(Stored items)
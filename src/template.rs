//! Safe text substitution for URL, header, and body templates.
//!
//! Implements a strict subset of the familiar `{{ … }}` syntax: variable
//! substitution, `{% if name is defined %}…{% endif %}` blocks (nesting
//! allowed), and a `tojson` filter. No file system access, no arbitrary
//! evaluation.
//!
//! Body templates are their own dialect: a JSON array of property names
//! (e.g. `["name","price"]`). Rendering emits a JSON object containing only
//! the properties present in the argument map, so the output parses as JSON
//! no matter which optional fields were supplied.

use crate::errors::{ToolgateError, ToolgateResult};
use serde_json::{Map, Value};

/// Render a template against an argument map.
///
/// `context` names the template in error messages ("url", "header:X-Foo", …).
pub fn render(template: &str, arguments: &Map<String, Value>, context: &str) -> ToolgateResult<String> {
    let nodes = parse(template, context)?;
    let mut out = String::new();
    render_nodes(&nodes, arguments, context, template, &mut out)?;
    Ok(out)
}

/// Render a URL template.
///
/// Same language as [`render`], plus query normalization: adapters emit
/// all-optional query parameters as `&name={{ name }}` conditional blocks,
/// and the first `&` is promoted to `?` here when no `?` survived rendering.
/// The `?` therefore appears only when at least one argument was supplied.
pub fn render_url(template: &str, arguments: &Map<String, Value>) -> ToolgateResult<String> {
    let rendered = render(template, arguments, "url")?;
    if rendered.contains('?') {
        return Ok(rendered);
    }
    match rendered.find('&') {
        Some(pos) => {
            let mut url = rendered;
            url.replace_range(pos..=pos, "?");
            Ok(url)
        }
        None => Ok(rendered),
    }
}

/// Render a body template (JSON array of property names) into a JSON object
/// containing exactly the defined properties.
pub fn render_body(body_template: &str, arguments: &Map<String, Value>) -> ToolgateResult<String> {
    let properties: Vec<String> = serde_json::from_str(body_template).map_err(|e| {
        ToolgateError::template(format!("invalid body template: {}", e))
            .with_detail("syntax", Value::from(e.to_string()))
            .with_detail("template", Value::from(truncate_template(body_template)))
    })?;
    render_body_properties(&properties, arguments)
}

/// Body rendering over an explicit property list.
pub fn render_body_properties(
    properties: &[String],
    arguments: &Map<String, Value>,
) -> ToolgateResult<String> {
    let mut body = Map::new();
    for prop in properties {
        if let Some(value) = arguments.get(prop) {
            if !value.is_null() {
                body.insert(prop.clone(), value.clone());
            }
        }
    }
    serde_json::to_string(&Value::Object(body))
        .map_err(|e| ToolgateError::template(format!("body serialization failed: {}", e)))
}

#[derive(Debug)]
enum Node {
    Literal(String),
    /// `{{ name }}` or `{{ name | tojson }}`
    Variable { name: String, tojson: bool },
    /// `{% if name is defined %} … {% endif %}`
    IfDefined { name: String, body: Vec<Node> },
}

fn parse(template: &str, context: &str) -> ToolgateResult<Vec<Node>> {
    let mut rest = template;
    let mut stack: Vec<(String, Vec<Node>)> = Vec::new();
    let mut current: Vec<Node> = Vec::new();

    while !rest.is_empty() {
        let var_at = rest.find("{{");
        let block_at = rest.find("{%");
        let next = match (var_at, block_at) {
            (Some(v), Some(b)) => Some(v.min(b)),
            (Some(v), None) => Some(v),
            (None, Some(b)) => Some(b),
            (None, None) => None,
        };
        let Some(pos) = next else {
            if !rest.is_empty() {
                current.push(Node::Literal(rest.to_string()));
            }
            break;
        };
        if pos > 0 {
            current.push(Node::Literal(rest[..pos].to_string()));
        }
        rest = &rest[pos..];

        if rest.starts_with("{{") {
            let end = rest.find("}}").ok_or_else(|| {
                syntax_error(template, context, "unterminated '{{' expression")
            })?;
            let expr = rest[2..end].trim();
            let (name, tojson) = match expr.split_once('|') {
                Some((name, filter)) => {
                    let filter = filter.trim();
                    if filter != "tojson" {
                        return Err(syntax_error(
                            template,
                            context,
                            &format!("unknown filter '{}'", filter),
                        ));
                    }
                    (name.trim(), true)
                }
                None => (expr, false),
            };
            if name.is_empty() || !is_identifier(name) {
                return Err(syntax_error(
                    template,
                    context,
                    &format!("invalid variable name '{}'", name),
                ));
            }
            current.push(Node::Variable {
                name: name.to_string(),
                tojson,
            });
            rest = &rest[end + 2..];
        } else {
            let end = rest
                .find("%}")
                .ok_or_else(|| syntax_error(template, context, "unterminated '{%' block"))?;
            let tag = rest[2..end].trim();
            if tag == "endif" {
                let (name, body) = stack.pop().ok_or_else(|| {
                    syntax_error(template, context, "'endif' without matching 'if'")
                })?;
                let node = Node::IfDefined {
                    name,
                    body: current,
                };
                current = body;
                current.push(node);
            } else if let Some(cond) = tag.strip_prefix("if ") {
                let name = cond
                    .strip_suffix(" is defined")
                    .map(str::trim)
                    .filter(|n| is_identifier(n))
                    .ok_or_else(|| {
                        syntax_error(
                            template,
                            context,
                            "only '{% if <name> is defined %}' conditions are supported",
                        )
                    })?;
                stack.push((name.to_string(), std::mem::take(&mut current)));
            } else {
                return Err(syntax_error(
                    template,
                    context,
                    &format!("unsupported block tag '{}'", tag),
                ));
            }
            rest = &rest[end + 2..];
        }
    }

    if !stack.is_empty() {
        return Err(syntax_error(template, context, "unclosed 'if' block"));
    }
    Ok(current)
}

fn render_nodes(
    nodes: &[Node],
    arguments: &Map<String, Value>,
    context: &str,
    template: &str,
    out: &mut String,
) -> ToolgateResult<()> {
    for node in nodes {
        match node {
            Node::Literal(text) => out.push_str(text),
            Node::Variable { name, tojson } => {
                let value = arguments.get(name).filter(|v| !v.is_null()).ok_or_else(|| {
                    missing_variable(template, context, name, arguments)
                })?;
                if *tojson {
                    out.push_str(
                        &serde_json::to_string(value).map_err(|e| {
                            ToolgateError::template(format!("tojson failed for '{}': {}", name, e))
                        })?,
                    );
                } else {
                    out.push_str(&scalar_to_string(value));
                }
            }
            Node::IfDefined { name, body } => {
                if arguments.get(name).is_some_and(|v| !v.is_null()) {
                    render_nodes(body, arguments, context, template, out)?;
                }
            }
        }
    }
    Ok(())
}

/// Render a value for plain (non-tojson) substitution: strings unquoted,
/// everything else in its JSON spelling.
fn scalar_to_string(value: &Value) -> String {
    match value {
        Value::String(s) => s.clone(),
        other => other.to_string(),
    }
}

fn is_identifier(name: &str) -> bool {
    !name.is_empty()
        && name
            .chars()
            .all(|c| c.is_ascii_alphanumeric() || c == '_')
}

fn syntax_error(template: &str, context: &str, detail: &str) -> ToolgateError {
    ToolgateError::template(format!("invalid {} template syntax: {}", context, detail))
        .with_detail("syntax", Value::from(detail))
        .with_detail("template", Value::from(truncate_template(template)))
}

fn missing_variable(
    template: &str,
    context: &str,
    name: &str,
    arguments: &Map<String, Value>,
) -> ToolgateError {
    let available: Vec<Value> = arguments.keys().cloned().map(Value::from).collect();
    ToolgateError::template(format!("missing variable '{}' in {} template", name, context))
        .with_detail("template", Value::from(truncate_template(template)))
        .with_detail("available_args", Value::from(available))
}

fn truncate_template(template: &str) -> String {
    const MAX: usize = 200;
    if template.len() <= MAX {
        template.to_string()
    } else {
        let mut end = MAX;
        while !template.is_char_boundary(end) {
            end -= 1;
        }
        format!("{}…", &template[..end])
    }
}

...

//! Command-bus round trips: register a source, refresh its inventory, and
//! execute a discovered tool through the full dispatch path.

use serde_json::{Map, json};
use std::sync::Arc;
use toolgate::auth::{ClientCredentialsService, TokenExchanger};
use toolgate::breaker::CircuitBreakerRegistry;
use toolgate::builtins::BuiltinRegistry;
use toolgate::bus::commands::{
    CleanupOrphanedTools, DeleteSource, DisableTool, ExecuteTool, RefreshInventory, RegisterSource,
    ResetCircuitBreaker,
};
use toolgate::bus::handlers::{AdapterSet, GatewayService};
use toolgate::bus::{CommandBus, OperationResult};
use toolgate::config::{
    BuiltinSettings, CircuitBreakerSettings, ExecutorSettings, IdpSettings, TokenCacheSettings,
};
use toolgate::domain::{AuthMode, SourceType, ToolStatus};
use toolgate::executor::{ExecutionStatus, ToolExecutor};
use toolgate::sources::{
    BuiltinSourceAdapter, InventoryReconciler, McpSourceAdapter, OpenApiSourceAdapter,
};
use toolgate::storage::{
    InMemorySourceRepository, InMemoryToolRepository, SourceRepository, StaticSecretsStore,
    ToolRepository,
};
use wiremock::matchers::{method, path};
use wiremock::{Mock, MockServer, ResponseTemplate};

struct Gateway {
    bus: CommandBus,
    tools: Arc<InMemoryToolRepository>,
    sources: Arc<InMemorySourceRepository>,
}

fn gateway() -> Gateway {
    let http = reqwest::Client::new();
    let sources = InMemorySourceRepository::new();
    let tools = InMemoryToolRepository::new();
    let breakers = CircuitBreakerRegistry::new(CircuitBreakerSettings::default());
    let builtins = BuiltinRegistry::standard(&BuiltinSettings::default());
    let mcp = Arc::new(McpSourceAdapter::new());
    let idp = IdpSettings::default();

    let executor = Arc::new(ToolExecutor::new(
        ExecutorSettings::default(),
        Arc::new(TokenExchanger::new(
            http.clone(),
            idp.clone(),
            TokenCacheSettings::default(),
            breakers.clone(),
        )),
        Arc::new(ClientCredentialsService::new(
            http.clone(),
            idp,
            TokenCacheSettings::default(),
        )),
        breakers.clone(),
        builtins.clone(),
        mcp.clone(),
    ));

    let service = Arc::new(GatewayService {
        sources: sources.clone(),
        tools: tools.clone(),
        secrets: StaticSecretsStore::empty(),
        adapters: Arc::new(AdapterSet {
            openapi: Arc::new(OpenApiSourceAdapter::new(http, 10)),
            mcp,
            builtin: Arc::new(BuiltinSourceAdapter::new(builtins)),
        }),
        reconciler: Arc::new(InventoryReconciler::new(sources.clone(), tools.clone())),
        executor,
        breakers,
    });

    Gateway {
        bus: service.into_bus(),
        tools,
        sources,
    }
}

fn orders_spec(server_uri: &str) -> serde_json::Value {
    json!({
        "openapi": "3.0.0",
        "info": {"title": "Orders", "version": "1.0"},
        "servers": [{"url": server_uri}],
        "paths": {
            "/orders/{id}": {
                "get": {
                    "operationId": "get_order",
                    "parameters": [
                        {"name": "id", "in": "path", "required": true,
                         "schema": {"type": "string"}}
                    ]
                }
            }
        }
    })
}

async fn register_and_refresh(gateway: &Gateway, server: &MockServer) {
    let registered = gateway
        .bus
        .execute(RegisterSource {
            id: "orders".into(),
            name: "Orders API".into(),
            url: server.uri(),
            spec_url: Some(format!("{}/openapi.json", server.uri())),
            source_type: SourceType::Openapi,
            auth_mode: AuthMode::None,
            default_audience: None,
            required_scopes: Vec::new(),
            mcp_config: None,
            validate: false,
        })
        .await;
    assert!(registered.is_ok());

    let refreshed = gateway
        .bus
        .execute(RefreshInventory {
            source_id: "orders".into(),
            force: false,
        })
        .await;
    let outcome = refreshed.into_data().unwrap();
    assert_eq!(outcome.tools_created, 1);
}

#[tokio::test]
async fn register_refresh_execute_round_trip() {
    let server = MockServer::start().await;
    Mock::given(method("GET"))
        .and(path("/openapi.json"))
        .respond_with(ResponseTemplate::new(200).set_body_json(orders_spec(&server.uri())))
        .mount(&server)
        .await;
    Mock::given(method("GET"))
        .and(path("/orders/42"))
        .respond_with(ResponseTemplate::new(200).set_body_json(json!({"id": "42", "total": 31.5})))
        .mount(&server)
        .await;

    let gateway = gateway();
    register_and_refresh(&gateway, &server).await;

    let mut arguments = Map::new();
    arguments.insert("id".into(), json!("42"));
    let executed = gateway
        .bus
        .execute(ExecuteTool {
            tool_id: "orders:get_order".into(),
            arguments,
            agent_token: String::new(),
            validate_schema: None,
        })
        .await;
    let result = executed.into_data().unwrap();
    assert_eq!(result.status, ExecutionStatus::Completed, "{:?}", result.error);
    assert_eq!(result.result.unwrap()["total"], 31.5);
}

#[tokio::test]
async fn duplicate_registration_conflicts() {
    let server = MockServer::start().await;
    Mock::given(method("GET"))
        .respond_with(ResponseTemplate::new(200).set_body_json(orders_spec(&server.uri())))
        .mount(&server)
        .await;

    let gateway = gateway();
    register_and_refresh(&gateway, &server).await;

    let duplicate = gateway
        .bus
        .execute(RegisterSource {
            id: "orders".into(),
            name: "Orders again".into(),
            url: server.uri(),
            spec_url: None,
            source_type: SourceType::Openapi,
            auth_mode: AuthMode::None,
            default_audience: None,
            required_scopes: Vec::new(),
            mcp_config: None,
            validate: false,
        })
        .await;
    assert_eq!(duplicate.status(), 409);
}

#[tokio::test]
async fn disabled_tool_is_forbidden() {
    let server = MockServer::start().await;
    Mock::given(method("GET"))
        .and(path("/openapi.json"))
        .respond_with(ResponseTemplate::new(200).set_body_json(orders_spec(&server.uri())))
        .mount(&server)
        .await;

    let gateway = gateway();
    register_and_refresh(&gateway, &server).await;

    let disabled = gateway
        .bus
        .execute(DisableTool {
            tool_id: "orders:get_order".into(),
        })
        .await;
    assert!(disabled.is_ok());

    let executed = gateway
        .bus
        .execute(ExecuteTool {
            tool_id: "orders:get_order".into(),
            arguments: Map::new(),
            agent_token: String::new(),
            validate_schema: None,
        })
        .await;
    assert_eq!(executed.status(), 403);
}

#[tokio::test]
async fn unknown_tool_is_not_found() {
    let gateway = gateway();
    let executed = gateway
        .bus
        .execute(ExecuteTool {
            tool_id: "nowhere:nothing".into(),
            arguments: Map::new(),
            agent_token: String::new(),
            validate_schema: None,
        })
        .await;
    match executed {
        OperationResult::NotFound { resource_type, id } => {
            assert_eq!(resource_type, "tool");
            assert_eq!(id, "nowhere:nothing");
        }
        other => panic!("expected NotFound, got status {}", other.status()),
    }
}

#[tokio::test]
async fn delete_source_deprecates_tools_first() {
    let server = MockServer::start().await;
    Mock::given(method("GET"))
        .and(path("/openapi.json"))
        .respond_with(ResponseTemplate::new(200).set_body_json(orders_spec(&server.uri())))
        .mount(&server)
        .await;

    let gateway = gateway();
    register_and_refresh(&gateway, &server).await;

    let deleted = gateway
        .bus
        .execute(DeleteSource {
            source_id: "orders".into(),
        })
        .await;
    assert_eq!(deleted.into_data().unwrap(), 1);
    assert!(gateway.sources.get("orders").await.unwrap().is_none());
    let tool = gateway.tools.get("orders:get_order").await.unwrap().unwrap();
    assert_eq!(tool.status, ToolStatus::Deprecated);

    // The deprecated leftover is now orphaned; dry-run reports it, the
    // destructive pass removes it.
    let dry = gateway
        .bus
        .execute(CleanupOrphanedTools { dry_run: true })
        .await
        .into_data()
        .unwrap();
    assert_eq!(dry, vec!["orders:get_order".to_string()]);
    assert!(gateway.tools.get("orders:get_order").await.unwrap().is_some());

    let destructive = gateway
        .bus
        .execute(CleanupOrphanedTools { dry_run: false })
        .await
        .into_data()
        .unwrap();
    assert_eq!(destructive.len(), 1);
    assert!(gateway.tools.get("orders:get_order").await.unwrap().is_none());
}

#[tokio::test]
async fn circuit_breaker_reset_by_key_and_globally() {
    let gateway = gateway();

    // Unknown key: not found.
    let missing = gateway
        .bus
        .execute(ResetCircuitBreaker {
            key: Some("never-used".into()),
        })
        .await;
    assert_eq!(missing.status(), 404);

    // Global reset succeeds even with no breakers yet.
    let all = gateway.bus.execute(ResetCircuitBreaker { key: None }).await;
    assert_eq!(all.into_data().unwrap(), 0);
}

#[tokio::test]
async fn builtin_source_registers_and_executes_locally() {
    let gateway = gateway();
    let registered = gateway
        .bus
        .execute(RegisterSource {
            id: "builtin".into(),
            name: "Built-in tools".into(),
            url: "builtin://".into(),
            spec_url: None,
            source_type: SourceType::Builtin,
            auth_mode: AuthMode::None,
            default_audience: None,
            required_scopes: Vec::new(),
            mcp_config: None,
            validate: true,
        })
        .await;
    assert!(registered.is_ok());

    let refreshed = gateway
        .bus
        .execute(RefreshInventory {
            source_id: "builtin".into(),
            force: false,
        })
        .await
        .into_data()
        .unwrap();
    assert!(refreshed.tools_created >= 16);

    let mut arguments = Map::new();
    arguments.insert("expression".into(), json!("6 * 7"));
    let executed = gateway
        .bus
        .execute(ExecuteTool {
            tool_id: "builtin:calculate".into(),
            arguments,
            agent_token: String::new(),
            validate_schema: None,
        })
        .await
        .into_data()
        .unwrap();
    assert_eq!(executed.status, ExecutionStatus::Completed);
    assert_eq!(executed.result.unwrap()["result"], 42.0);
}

==

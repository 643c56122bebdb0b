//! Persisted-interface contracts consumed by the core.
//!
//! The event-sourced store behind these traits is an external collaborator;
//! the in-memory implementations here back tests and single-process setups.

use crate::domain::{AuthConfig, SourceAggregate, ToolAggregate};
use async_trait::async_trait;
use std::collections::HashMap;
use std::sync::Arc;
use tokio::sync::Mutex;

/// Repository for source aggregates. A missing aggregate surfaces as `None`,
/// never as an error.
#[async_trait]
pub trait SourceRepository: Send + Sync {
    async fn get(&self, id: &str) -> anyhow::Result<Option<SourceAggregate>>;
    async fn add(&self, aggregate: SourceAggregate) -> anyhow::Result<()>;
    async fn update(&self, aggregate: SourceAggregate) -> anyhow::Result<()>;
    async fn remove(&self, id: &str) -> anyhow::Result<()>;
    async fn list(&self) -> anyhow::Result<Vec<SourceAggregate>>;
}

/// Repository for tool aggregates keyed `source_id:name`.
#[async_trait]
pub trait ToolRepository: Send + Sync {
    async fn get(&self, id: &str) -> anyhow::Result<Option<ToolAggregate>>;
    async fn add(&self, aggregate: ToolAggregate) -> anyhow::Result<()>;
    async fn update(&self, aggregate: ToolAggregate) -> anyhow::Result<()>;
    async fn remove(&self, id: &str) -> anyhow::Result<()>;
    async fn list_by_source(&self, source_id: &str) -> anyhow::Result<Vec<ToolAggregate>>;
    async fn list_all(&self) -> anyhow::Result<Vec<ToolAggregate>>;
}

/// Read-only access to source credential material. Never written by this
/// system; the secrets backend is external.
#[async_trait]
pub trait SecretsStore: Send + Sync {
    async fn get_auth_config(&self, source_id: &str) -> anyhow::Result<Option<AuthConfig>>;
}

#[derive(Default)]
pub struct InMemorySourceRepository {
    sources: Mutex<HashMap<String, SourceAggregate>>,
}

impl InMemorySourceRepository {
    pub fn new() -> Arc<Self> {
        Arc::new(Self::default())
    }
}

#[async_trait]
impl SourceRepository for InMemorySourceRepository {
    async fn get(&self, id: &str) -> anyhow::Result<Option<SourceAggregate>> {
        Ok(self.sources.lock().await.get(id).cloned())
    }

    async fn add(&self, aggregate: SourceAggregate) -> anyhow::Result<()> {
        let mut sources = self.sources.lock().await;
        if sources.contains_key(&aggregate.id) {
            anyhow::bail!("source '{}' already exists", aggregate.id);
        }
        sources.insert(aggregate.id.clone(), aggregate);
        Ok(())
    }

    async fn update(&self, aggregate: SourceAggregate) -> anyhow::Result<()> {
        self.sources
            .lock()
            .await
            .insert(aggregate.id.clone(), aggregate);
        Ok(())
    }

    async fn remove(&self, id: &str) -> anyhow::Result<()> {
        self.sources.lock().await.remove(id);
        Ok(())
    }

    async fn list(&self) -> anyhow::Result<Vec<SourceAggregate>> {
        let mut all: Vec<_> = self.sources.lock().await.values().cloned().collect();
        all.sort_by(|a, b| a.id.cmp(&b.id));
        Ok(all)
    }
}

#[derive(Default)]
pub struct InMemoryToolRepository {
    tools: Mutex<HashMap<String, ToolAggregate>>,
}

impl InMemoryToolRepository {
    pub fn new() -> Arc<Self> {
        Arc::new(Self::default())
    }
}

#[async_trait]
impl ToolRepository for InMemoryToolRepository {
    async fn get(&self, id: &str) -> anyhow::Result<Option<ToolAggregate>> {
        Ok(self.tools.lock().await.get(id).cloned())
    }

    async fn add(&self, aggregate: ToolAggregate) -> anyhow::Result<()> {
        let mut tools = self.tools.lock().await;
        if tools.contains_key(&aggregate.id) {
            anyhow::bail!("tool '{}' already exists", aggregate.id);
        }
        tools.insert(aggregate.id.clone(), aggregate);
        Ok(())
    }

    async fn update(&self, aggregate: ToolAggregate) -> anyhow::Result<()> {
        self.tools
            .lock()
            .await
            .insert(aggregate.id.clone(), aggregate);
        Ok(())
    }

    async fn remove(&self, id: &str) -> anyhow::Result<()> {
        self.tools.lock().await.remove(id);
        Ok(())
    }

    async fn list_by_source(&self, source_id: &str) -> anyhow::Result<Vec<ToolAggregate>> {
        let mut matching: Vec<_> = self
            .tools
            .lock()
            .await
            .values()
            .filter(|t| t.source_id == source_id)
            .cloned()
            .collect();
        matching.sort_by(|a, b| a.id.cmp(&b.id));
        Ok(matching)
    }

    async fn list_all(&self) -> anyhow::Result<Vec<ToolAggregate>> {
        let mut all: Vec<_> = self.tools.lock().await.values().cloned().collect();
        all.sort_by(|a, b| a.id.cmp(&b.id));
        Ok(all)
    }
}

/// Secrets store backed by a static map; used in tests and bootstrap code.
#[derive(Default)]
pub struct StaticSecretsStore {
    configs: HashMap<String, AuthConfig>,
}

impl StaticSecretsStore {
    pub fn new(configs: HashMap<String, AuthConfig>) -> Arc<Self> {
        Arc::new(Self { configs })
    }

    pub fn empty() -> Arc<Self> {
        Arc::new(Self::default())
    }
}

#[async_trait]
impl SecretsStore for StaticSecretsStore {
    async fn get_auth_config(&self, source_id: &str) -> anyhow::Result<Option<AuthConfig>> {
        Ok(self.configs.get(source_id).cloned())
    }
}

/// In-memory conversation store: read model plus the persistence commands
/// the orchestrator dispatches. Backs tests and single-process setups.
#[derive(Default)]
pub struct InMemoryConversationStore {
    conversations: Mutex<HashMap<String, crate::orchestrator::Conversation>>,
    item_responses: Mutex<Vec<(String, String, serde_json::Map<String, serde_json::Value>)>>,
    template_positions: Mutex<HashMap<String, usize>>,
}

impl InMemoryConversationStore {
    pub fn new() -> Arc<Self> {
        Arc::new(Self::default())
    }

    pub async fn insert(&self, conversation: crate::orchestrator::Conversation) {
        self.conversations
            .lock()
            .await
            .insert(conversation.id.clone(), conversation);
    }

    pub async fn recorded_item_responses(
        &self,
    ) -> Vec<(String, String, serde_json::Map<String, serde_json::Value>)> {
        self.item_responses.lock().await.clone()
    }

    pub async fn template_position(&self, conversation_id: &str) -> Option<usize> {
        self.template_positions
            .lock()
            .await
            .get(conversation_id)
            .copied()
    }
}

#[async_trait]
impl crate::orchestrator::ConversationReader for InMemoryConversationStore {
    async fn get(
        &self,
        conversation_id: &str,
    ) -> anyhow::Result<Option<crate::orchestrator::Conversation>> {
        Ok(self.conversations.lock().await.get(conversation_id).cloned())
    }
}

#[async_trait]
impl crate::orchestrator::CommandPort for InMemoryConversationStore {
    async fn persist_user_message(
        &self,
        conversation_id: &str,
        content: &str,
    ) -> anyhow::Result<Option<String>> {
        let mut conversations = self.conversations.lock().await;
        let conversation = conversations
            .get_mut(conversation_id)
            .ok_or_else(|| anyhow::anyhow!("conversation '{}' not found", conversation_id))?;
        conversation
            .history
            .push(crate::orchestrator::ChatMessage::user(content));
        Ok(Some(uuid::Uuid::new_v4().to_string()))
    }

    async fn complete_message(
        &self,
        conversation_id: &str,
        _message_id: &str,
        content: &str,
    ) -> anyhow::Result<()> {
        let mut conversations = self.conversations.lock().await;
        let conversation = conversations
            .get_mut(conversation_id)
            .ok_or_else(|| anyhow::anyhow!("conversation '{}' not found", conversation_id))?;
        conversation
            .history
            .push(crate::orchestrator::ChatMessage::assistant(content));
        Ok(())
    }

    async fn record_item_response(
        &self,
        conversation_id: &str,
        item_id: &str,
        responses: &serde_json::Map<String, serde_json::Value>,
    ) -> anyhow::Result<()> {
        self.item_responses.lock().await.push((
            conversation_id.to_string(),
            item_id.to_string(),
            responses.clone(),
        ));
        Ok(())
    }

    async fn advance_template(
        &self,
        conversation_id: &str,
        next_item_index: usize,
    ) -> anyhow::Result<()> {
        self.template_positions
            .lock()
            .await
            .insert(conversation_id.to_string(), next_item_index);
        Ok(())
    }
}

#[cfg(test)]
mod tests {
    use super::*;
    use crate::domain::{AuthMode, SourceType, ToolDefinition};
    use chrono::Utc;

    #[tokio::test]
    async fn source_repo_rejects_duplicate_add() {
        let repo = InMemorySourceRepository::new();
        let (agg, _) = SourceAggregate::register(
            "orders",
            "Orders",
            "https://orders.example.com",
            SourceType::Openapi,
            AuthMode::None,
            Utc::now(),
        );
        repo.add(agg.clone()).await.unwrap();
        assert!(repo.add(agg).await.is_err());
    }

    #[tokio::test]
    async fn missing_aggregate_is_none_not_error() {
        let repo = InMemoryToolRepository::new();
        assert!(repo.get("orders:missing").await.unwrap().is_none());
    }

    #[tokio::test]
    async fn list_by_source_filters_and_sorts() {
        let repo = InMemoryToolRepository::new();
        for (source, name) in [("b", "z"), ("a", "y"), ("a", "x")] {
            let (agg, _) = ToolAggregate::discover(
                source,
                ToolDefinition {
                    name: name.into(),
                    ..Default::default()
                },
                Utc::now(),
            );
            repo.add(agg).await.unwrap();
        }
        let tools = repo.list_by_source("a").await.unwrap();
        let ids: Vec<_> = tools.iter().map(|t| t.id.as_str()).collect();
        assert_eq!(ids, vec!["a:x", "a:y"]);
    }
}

[EXERCISE INSTRUCTIONS]: A copy of each line in the data above that holds the string "AuthConfig" is needed.

[RESPONSE TO THIS TASK]:
use crate::domain::{AuthConfig, SourceAggregate, ToolAggregate};
    async fn get_auth_config(&self, source_id: &str) -> anyhow::Result<Option<AuthConfig>>;
    configs: HashMap<String, AuthConfig>,
    pub fn new(configs: HashMap<String, AuthConfig>) -> Arc<Self> {
    async fn get_auth_config(&self, source_id: &str) -> anyhow::Result<Option<AuthConfig>> {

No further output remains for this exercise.